Spring 2022 show insights
Throughout the spring, we’ve been making our return to high-profile learning industry shows in the UK. Here are five key things we learned from attending Bett 2022, this year’s London Book Fair and the 22nd annual Learning Technologies conference.
1. Face-to-face events are back.
Footfall at all three events was strong and everyone we spoke to relished being back in busy settings where in-person interaction was front and centre. Exhibitor confidence was high and, while we saw a handful of empty stands at each of the events we visited, it’s clear that people are ready to return to large-scale conferences. We also loved the increasingly inventive methods we saw to attract visitors to exhibitor stands.
Zoom calls have their merits but they rarely come with free popcorn, pizza or a gin bar!
2. Content is the differentiator.
It might sound obvious, but the biggest takeaway we took from our conference visits was that the importance of high quality, accessible, engaging educational content can’t be underestimated, regardless of the setting. Whether it’s publishing learning resources for students, creating assessment materials for qualifications or designing continuous professional development (CPD) e-learning courses for membership bodies, content needs to be produced in an impactful, meaningful way to deliver the desired learning outcomes. Effective pedagogies are central to this process, enabling learners to gain a deeper understanding of the subject matter and apply those learnings at a practical level outside the classroom.

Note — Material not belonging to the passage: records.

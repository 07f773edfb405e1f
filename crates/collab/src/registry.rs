//! Session registry — one live session per diagram.
//!
//! The registry spawns session actors, hands out join handles, and fans
//! out termination on shutdown. Dead sessions are reaped lazily: a handle
//! whose inbound channel is closed is replaced on the next start call and
//! skipped by listings.

use std::collections::{HashMap, HashSet};
use std::sync::Arc;
use std::time::Duration;
use tokio::sync::{RwLock, mpsc, oneshot};
use tracing::{info, warn};
use uuid::Uuid;

use tmi_config::CollabConfig;
use tmi_core::error::{CollabError, Error};
use tmi_core::session::{Participant, SessionDescriptor};
use tmi_core::store::DomainStore;

use crate::actor::{Inbound, SessionActor};
use crate::protocol::{ClientMessage, ServerMessage};
use crate::state::SessionState;

/// Handle to a running session actor.
#[derive(Clone, Debug)]
pub struct SessionHandle {
    pub session_id: Uuid,
    pub diagram_id: Uuid,
    pub threat_model_id: Uuid,
    tx: mpsc::Sender<Inbound>,
}

impl SessionHandle {
    pub fn is_closed(&self) -> bool {
        self.tx.is_closed()
    }

    /// Current descriptor, or `None` when the session already ended.
    pub async fn describe(&self) -> Option<SessionDescriptor> {
        let (reply, rx) = oneshot::channel();
        self.tx.send(Inbound::Describe { reply }).await.ok()?;
        rx.await.ok()
    }

    /// Ask the actor to persist now (host-initiated explicit save).
    pub async fn save(&self, requested_by: Uuid) -> Result<(), Error> {
        self.tx
            .send(Inbound::Save { requested_by })
            .await
            .map_err(|_| Error::Collab(CollabError::Closed("session ended".into())))
    }

    pub async fn terminate(&self, reason: impl Into<String>) {
        let _ = self
            .tx
            .send(Inbound::Terminate {
                reason: reason.into(),
            })
            .await;
    }
}

/// A joined connection: the pipe pair for one WebSocket.
#[derive(Debug)]
pub struct JoinedSession {
    pub connection_id: Uuid,
    pub session_id: Uuid,
    /// Server frames to forward onto the socket. When this closes without
    /// a prior `session_closing` frame, close the socket with
    /// `policy_violation` (backpressure drop).
    pub outbound: mpsc::Receiver<ServerMessage>,
    tx: mpsc::Sender<Inbound>,
}

impl JoinedSession {
    /// Forward a client frame into the session queue.
    ///
    /// Backpressure: a full inbound queue is an error and the caller must
    /// drop the offending connection.
    pub fn send_frame(&self, message: ClientMessage) -> Result<(), CollabError> {
        self.tx
            .try_send(Inbound::Frame {
                connection_id: self.connection_id,
                message,
            })
            .map_err(|e| match e {
                mpsc::error::TrySendError::Full(_) => CollabError::QueueFull,
                mpsc::error::TrySendError::Closed(_) => {
                    CollabError::Closed("session ended".into())
                }
            })
    }

    /// Announce departure. Safe to call on an already-ended session.
    pub async fn leave(&self) {
        let _ = self
            .tx
            .send(Inbound::Leave {
                connection_id: self.connection_id,
            })
            .await;
    }
}

/// Registry of live sessions, keyed by diagram.
pub struct SessionRegistry {
    config: CollabConfig,
    store: Arc<dyn DomainStore>,
    sessions: RwLock<HashMap<Uuid, SessionHandle>>,
    /// Diagrams soft-locked for maintenance: session start and join are
    /// rejected until unlocked.
    locked: RwLock<HashSet<Uuid>>,
}

impl SessionRegistry {
    pub fn new(config: CollabConfig, store: Arc<dyn DomainStore>) -> Self {
        Self {
            config,
            store,
            sessions: RwLock::new(HashMap::new()),
            locked: RwLock::new(HashSet::new()),
        }
    }

    /// Soft-lock a diagram for maintenance, terminating any live session.
    pub async fn lock_for_maintenance(&self, diagram_id: Uuid) {
        self.locked.write().await.insert(diagram_id);
        self.terminate(diagram_id, "diagram locked for maintenance")
            .await;
    }

    pub async fn unlock(&self, diagram_id: Uuid) {
        self.locked.write().await.remove(&diagram_id);
    }

    pub async fn is_locked(&self, diagram_id: Uuid) -> bool {
        self.locked.read().await.contains(&diagram_id)
    }

    /// Start a session for the diagram, or return the existing one.
    pub async fn start_or_get(&self, diagram_id: Uuid) -> Result<SessionHandle, Error> {
        if self.is_locked(diagram_id).await {
            return Err(Error::Collab(CollabError::DiagramLocked));
        }
        {
            let sessions = self.sessions.read().await;
            if let Some(handle) = sessions.get(&diagram_id)
                && !handle.is_closed()
            {
                return Ok(handle.clone());
            }
        }

        let mut sessions = self.sessions.write().await;
        if let Some(handle) = sessions.get(&diagram_id)
            && !handle.is_closed()
        {
            return Ok(handle.clone());
        }

        let diagram = self.store.diagram(diagram_id).await.map_err(Error::Store)?;
        let session_id = Uuid::new_v4();
        let websocket_url = format!(
            "/threat_models/{}/diagrams/{}/ws",
            diagram.threat_model_id, diagram.id
        );
        let state = SessionState::from_diagram(session_id, &diagram, self.config.processed_op_cap);
        let (tx, rx) = mpsc::channel(self.config.inbound_queue);
        let actor = SessionActor::new(
            state,
            self.config.clone(),
            self.store.clone(),
            rx,
            websocket_url,
        );
        tokio::spawn(actor.run());

        let handle = SessionHandle {
            session_id,
            diagram_id,
            threat_model_id: diagram.threat_model_id,
            tx,
        };
        sessions.insert(diagram_id, handle.clone());
        info!(session_id = %session_id, diagram_id = %diagram_id, "Session registered");
        Ok(handle)
    }

    /// The live session for a diagram, if any.
    pub async fn get(&self, diagram_id: Uuid) -> Option<SessionHandle> {
        let sessions = self.sessions.read().await;
        sessions
            .get(&diagram_id)
            .filter(|h| !h.is_closed())
            .cloned()
    }

    /// Join a session with a resolved participant.
    pub async fn join(
        &self,
        handle: &SessionHandle,
        participant: Participant,
    ) -> Result<JoinedSession, Error> {
        if self.is_locked(handle.diagram_id).await {
            return Err(Error::Collab(CollabError::DiagramLocked));
        }
        let connection_id = participant.connection_id;
        let (out_tx, out_rx) = mpsc::channel(self.config.outbound_queue);
        let (ack, ack_rx) = oneshot::channel();
        handle
            .tx
            .send(Inbound::Join {
                participant,
                outbound: out_tx,
                ack,
            })
            .await
            .map_err(|_| Error::Collab(CollabError::Closed("session ended".into())))?;
        ack_rx
            .await
            .map_err(|_| Error::Collab(CollabError::Closed("session ended".into())))?
            .map_err(Error::Collab)?;
        Ok(JoinedSession {
            connection_id,
            session_id: handle.session_id,
            outbound: out_rx,
            tx: handle.tx.clone(),
        })
    }

    /// Descriptors of all live sessions (authorization filtering is the
    /// caller's job).
    pub async fn list(&self) -> Vec<SessionDescriptor> {
        let handles: Vec<SessionHandle> = {
            let sessions = self.sessions.read().await;
            sessions.values().filter(|h| !h.is_closed()).cloned().collect()
        };
        let mut out = Vec::with_capacity(handles.len());
        for handle in handles {
            if let Some(descriptor) = handle.describe().await {
                out.push(descriptor);
            }
        }
        out
    }

    /// Admin termination of a diagram's session.
    pub async fn terminate(&self, diagram_id: Uuid, reason: &str) -> bool {
        let handle = { self.sessions.read().await.get(&diagram_id).cloned() };
        match handle {
            Some(handle) if !handle.is_closed() => {
                handle.terminate(reason).await;
                true
            }
            _ => false,
        }
    }

    /// Process shutdown: terminate every session, then wait (bounded) for
    /// the actors to persist and exit.
    pub async fn shutdown(&self) {
        let handles: Vec<SessionHandle> = {
            let sessions = self.sessions.read().await;
            sessions.values().cloned().collect()
        };
        for handle in &handles {
            handle.terminate("server shutting down").await;
        }

        let grace = Duration::from_secs(self.config.shutdown_grace_secs);
        let deadline = tokio::time::Instant::now() + grace;
        for handle in &handles {
            while !handle.is_closed() {
                if tokio::time::Instant::now() >= deadline {
                    warn!(session_id = %handle.session_id, "Session did not drain within grace");
                    break;
                }
                tokio::time::sleep(Duration::from_millis(20)).await;
            }
        }
    }
}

3. Demand for e-learning is growing in every educational setting.
It’s commonly said that one of the defining traits of the pandemic has been to accelerate changes that were already happening in society. This is especially true when it comes to e-learning. Although digital learning was already widely adopted prior to 2020, academic institutions such as schools, colleges and universities had to pivot to remote education – almost always digitally delivered – in a matter of days thanks to the pandemic. The same was true for learning companies in every other field: suddenly asynchronous teaching or training (where online resources mean the instructor and learner don’t have to be in the same place at the same time) was at the core of nearly every educational offering. Almost all of Haremi’s digital projects since 2020 have had an asynchronous element. As we move into what’s hopefully a post-pandemic era, the lesson learned is that digital learning offers efficiency, scale and advantage, and is therefore becoming even more prevalent.

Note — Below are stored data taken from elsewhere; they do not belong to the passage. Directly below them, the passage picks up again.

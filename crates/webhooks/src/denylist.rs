//! Webhook target URL vetting (SSRF prevention).
//!
//! A candidate URL is rejected when it matches the built-in deny patterns
//! (loopback, RFC1918, link-local, IPv6 ULA/link-local, cloud metadata
//! endpoints) or any operator-configured glob. No subscription may reach
//! `active` with a denied URL.

use std::net::{IpAddr, Ipv4Addr, Ipv6Addr};

/// Hostnames that resolve to cloud metadata services.
const METADATA_HOSTS: &[&str] = &[
    "169.254.169.254",
    "metadata.google.internal",
    "metadata.goog",
    "metadata.azure.com",
];

/// Why a URL was denied.
#[derive(Debug, Clone, PartialEq, Eq)]
pub enum DenyReason {
    /// Scheme is not http or https.
    Scheme(String),
    /// Host missing or unparseable.
    Malformed,
    /// Built-in deny: loopback, private, link-local, ULA, metadata.
    PrivateAddress(String),
    /// Operator-configured glob matched.
    OperatorPattern(String),
}

impl std::fmt::Display for DenyReason {
    fn fmt(&self, f: &mut std::fmt::Formatter<'_>) -> std::fmt::Result {
        match self {
            DenyReason::Scheme(s) => write!(f, "scheme '{s}' is not allowed"),
            DenyReason::Malformed => write!(f, "URL is malformed"),
            DenyReason::PrivateAddress(host) => {
                write!(f, "host '{host}' is a private or reserved address")
            }
            DenyReason::OperatorPattern(p) => write!(f, "URL matches deny pattern '{p}'"),
        }
    }
}

/// Check a URL against the built-in rules plus `operator_patterns` globs.
pub fn check_url(url: &str, operator_patterns: &[String]) -> Result<(), DenyReason> {
    let lower = url.to_ascii_lowercase();
    let rest = if let Some(rest) = lower.strip_prefix("https://") {
        rest
    } else if let Some(rest) = lower.strip_prefix("http://") {
        rest
    } else {
        let scheme = lower.split(':').next().unwrap_or("").to_string();
        return Err(DenyReason::Scheme(scheme));
    };

    let host = extract_host(rest).ok_or(DenyReason::Malformed)?;

    if METADATA_HOSTS.contains(&host.as_str()) {
        return Err(DenyReason::PrivateAddress(host));
    }
    if host == "localhost" || host.ends_with(".localhost") {
        return Err(DenyReason::PrivateAddress(host));
    }
    if let Ok(ip) = host.parse::<IpAddr>()
        && is_denied_ip(ip)
    {
        return Err(DenyReason::PrivateAddress(host));
    }

    for pattern in operator_patterns {
        if glob_match(&pattern.to_ascii_lowercase(), &lower) {
            return Err(DenyReason::OperatorPattern(pattern.clone()));
        }
    }
    Ok(())
}

/// Host portion of `authority/path`, stripping userinfo, port, brackets.
fn extract_host(rest: &str) -> Option<String> {
    let authority = rest.split(['/', '?', '#']).next()?;
    let authority = authority.rsplit('@').next()?;
    if authority.is_empty() {
        return None;
    }
    // Bracketed IPv6 literal
    if let Some(stripped) = authority.strip_prefix('[') {
        let end = stripped.find(']')?;
        return Some(stripped[..end].to_string());
    }
    Some(authority.split(':').next()?.to_string())
}

fn is_denied_ip(ip: IpAddr) -> bool {
    match ip {
        IpAddr::V4(v4) => is_denied_v4(v4),
        IpAddr::V6(v6) => {
            if let Some(mapped) = v6.to_ipv4_mapped() {
                return is_denied_v4(mapped);
            }
            is_denied_v6(v6)
        }
    }
}

fn is_denied_v4(ip: Ipv4Addr) -> bool {
    ip.is_loopback()            // 127.0.0.0/8
        || ip.is_private()      // 10/8, 172.16/12, 192.168/16
        || ip.is_link_local()   // 169.254/16
        || ip.is_unspecified()
        || ip.is_broadcast()
}

fn is_denied_v6(ip: Ipv6Addr) -> bool {
    // ULA fc00::/7, link-local fe80::/10, loopback, unspecified
    ip.is_loopback()
        || ip.is_unspecified()
        || (ip.segments()[0] & 0xfe00) == 0xfc00
        || (ip.segments()[0] & 0xffc0) == 0xfe80
}

/// Minimal glob: `*` matches any run of characters, everything else is
/// literal.
fn glob_match(pattern: &str, input: &str) -> bool {
    fn inner(p: &[u8], s: &[u8]) -> bool {
        match (p.first(), s.first()) {
            (None, None) => true,
            (Some(b'*'), _) => {
                inner(&p[1..], s) || (!s.is_empty() && inner(p, &s[1..]))
            }
            (Some(pc), Some(sc)) if pc == sc => inner(&p[1..], &s[1..]),
            _ => false,
        }
    }
    inner(pattern.as_bytes(), input.as_bytes())
}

4. VR & AR are no longer just emerging trends.
In a crowded EdTech marketplace, an ever-greater number of providers are offering virtual reality and augmented solutions, particularly in the workplace learning space where vocational skills can be taught or tested in an immersive environment. The breadth of different VR and AR offerings – and how quickly the technology is evolving – were some of the defining features of this year’s Learning Technologies conference. Whether it’s in academic settings, lifelong learning or corporate training, it’s clear that virtual, augmented or extended reality technologies have the potential to make education more applied, relevant and engaging in today’s tech-driven world.

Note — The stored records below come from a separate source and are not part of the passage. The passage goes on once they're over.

//! Per-user quotas and the sliding-window rate counter.
//!
//! Defaults are defined at the process level; explicit per-user overrides
//! persist in the domain store and take precedence.

use serde::{Deserialize, Serialize};
use std::collections::HashMap;
use std::sync::Mutex;
use std::time::{Duration, Instant};

/// Per-user caps. A zero value means "deny all" and is valid.
#[derive(Debug, Clone, Copy, PartialEq, Eq, Serialize, Deserialize)]
pub struct Quota {
    /// Concurrent pending + in-progress addon invocations.
    #[serde(default = "default_active_invocations")]
    pub max_active_invocations: u32,
    /// Addon invocations per sliding hour.
    #[serde(default = "default_invocations_per_hour")]
    pub invocations_per_hour: u32,
    /// Concurrent webhook subscriptions.
    #[serde(default = "default_max_subscriptions")]
    pub max_subscriptions: u32,
    /// Webhook events delivered per sliding minute.
    #[serde(default = "default_events_per_minute")]
    pub events_per_minute: u32,
    /// Subscription-management requests per sliding minute.
    #[serde(default = "default_sub_per_minute")]
    pub sub_requests_per_minute: u32,
    /// Subscription-management requests per sliding day.
    #[serde(default = "default_sub_per_day")]
    pub sub_requests_per_day: u32,
}

fn default_active_invocations() -> u32 {
    1
}
fn default_invocations_per_hour() -> u32 {
    10
}
fn default_max_subscriptions() -> u32 {
    10
}
fn default_events_per_minute() -> u32 {
    120
}
fn default_sub_per_minute() -> u32 {
    30
}
fn default_sub_per_day() -> u32 {
    500
}

impl Default for Quota {
    fn default() -> Self {
        Self {
            max_active_invocations: default_active_invocations(),
            invocations_per_hour: default_invocations_per_hour(),
            max_subscriptions: default_max_subscriptions(),
            events_per_minute: default_events_per_minute(),
            sub_requests_per_minute: default_sub_per_minute(),
            sub_requests_per_day: default_sub_per_day(),
        }
    }
}

/// Simple in-memory sliding-window rate counter.
///
/// Tracks event timestamps per key. Thread-safe via `std::sync::Mutex`
/// (non-async, held briefly).
pub struct RateWindow {
    window: Duration,
    entries: Mutex<HashMap<String, Vec<Instant>>>,
}

impl RateWindow {
    pub fn new(window: Duration) -> Self {
        Self {
            window,
            entries: Mutex::new(HashMap::new()),
        }
    }

    /// Record one event for `key` if the count within the window is below
    /// `cap`. Returns `true` when allowed.
    pub fn try_acquire(&self, key: &str, cap: u32) -> bool {
        let now = Instant::now();
        let mut entries = self.entries.lock().unwrap_or_else(|e| e.into_inner());

        // Periodic cleanup: if map grows too large, evict stale entries
        if entries.len() > 10_000 {
            entries.retain(|_, stamps| {
                stamps
                    .last()
                    .is_some_and(|t| now.duration_since(*t) < self.window)
            });
        }

        let stamps = entries.entry(key.to_string()).or_default();
        stamps.retain(|t| now.duration_since(*t) < self.window);

        if stamps.len() >= cap as usize {
            return false;
        }
        stamps.push(now);
        true
    }

    /// Current count within the window without recording anything.
    pub fn count(&self, key: &str) -> usize {
        let now = Instant::now();
        let mut entries = self.entries.lock().unwrap_or_else(|e| e.into_inner());
        match entries.get_mut(key) {
            Some(stamps) => {
                stamps.retain(|t| now.duration_since(*t) < self.window);
                stamps.len()
            }
            None => 0,
        }
    }

    /// Seconds until the oldest event in the window expires. Used as the
    /// retry-after hint when a caller is rejected.
    pub fn retry_after_secs(&self, key: &str) -> u64 {
        let now = Instant::now();
        let entries = self.entries.lock().unwrap_or_else(|e| e.into_inner());
        entries
            .get(key)
            .and_then(|stamps| stamps.first())
            .map(|oldest| {
                let elapsed = now.duration_since(*oldest);
                self.window.saturating_sub(elapsed).as_secs().max(1)
            })
            .unwrap_or(1)
    }
}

5. Adaptive learning & personalisation are key to reaching today’s – and tomorrow’s – learners.
The crowded halls at Bett confirmed that EdTech providers are increasingly offering adaptive and personalised solutions to meet student learning needs. Many of the more established platform offerings we saw featured a blend of:
- continuous assessment to diagnose competence levels and learning styles,
- customisable lesson plan functionality to match content and exercises to individual learning needs, and
- data suites that allow instructors to measure learners’ progress at a granular level.
At Haremi, we’re seeing adaptive and personalised learning move beyond the schools, colleges and universities space to the vocational and workforce learning sectors, where traditional 'one size fits all' training infrastructures can be replaced by offerings that are more specific to the requirements of individual employees.